BEGIN
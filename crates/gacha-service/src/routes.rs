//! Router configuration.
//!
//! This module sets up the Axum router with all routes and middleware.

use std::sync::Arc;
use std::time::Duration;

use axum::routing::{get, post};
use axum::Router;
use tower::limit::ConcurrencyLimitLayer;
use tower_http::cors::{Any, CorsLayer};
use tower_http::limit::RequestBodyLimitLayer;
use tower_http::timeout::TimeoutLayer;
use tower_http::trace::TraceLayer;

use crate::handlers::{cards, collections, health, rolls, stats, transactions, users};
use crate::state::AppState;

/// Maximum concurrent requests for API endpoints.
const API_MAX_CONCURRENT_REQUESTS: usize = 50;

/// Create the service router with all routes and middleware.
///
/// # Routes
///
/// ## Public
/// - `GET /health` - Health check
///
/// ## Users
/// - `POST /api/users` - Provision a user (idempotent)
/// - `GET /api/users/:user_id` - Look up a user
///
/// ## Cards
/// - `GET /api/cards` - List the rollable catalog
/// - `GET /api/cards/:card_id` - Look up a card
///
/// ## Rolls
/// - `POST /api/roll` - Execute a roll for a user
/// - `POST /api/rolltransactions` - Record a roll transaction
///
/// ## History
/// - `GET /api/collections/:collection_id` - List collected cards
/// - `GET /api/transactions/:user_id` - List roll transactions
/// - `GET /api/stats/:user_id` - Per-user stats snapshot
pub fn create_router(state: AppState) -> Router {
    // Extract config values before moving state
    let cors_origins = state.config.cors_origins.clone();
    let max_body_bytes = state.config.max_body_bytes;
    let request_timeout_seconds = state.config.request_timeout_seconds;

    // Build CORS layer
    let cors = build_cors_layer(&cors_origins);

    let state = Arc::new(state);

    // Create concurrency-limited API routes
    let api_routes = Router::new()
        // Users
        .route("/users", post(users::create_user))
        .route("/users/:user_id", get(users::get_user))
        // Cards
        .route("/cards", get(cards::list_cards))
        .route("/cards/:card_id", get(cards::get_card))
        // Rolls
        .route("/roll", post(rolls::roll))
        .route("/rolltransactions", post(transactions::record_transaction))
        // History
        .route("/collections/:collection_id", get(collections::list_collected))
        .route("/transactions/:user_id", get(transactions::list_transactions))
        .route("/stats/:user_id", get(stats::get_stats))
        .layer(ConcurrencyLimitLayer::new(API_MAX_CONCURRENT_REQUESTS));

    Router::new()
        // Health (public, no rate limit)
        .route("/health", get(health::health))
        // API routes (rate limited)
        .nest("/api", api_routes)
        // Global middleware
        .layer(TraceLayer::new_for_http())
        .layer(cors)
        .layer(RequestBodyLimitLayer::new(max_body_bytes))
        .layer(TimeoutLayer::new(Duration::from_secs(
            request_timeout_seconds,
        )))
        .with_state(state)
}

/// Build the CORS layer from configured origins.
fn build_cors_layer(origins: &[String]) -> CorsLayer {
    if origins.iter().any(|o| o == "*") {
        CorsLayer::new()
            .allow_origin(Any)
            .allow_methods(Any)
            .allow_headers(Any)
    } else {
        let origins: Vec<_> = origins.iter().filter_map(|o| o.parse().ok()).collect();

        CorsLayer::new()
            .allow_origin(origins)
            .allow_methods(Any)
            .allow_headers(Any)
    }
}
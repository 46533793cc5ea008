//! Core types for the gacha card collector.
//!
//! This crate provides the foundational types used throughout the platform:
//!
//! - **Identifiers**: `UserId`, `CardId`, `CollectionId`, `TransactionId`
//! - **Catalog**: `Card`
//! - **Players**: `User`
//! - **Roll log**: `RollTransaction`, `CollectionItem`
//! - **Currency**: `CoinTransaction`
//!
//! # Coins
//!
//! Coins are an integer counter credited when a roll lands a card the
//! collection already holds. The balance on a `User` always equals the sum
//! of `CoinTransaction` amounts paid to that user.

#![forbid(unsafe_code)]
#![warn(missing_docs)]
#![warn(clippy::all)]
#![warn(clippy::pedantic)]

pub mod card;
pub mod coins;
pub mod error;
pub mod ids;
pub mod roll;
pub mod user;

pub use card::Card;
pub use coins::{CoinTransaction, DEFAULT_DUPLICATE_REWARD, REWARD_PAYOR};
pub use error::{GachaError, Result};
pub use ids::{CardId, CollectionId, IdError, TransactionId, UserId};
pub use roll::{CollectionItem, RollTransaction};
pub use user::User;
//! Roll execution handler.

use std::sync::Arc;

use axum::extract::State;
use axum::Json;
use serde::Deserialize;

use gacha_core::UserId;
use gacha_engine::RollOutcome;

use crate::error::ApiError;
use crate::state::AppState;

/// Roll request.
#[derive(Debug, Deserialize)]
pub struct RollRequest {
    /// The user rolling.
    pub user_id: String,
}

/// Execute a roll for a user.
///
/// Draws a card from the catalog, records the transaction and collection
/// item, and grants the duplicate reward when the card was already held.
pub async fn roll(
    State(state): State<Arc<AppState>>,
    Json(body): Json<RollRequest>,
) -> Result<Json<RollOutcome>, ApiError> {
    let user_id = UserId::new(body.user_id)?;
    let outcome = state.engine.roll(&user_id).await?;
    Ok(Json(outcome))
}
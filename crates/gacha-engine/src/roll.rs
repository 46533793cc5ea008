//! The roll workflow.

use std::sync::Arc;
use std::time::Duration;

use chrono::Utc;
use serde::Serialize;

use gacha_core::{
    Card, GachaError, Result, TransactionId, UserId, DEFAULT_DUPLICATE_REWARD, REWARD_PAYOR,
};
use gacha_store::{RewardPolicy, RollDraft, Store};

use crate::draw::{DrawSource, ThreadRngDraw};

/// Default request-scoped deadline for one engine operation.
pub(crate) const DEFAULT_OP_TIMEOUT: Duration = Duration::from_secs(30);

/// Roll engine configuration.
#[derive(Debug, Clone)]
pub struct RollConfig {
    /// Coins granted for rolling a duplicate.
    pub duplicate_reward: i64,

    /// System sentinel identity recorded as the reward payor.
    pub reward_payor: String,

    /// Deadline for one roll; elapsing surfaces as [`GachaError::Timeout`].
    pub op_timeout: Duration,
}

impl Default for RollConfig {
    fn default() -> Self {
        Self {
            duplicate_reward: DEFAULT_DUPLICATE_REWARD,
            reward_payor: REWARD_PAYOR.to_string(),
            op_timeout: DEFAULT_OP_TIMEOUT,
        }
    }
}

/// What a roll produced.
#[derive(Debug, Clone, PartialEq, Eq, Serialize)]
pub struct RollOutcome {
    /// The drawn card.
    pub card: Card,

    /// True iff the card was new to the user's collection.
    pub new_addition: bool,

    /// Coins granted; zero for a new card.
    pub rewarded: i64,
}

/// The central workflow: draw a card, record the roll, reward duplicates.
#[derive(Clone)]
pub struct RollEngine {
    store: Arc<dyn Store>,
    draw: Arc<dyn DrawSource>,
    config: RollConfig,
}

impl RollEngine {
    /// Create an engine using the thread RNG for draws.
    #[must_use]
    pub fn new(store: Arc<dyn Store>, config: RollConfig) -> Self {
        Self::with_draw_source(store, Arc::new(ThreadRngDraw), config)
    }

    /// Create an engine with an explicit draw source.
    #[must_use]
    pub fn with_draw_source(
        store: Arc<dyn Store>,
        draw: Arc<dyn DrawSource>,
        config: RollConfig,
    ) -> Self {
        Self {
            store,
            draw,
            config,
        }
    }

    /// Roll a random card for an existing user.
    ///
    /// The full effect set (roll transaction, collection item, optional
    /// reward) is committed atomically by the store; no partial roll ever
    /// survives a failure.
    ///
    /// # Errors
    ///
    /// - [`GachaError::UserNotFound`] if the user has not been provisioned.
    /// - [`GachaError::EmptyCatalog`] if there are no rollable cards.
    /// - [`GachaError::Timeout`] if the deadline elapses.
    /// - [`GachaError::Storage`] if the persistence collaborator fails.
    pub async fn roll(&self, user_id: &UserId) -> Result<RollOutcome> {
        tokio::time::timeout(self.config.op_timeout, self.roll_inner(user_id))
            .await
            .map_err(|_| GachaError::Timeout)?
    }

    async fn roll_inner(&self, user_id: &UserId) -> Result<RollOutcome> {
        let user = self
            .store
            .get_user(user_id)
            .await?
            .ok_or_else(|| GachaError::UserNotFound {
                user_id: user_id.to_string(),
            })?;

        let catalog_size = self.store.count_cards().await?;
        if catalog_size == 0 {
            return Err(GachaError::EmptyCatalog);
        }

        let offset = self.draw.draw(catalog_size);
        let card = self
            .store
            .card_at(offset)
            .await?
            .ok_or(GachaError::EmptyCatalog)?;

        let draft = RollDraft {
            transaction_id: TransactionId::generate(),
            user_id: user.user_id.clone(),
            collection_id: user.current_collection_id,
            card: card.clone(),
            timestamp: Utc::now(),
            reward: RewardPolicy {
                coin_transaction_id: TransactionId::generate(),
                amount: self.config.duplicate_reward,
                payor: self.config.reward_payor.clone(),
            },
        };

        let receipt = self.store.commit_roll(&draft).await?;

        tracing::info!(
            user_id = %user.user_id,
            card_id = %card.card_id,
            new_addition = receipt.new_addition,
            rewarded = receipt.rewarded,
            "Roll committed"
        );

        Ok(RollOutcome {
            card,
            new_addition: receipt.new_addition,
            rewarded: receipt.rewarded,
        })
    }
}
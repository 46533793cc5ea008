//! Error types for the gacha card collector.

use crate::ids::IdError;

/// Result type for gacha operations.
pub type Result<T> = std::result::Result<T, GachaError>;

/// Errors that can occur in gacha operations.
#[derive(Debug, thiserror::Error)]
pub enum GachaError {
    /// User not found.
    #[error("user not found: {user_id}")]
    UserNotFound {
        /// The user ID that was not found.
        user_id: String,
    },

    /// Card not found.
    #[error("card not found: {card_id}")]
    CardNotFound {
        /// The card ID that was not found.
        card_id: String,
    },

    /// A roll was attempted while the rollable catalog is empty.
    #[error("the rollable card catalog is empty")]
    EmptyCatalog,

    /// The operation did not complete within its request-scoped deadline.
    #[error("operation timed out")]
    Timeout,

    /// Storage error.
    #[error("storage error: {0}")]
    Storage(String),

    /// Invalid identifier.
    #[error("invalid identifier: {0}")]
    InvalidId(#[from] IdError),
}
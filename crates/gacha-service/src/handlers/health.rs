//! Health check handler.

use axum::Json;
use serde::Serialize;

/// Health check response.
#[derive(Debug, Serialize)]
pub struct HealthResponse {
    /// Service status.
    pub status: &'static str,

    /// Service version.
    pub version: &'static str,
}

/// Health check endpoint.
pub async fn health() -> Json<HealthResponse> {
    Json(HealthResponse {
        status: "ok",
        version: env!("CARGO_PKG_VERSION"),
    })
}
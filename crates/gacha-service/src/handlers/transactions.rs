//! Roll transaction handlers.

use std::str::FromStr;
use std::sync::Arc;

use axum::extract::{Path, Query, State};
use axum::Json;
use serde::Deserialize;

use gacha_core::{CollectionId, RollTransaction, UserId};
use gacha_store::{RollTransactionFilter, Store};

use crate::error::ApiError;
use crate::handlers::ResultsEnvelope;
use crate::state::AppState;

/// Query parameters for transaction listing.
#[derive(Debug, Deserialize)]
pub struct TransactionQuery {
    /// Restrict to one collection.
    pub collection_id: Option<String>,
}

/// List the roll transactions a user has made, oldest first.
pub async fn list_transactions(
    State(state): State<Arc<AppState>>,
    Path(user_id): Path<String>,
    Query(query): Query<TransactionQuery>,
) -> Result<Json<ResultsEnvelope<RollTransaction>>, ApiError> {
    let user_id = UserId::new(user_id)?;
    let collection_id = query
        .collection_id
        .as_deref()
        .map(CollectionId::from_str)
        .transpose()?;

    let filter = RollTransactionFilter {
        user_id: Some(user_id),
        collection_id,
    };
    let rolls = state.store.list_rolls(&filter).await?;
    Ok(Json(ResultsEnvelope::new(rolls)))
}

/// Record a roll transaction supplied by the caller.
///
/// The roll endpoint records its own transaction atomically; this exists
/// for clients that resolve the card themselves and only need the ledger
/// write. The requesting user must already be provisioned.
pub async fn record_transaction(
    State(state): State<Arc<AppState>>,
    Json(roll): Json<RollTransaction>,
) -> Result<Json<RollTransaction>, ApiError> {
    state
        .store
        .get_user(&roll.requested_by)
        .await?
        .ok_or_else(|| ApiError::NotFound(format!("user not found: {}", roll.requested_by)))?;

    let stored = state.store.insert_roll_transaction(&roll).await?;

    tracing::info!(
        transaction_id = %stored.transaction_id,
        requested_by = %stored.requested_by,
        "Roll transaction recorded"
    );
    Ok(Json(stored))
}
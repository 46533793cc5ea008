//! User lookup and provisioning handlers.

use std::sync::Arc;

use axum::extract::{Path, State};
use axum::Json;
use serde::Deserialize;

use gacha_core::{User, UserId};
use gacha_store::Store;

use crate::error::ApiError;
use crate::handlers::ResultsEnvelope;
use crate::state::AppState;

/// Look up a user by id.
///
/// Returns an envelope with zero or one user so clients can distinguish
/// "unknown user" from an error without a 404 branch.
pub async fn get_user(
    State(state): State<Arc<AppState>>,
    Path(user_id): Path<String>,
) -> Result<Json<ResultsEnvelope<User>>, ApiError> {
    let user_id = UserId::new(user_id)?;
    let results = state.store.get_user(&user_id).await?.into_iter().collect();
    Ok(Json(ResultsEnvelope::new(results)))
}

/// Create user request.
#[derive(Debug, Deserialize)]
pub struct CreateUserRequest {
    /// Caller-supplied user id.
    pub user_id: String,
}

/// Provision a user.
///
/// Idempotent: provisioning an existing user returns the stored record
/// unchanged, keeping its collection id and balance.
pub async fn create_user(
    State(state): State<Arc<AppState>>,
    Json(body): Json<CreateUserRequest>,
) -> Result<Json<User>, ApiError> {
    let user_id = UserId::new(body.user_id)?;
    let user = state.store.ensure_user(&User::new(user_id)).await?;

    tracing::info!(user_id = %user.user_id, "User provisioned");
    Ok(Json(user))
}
END
* [WORK TO BE COMPLETED]: The answer is a number alone: how many lines of the data contain the string "that"?

* [RESPONSE TO THE TASK]: 5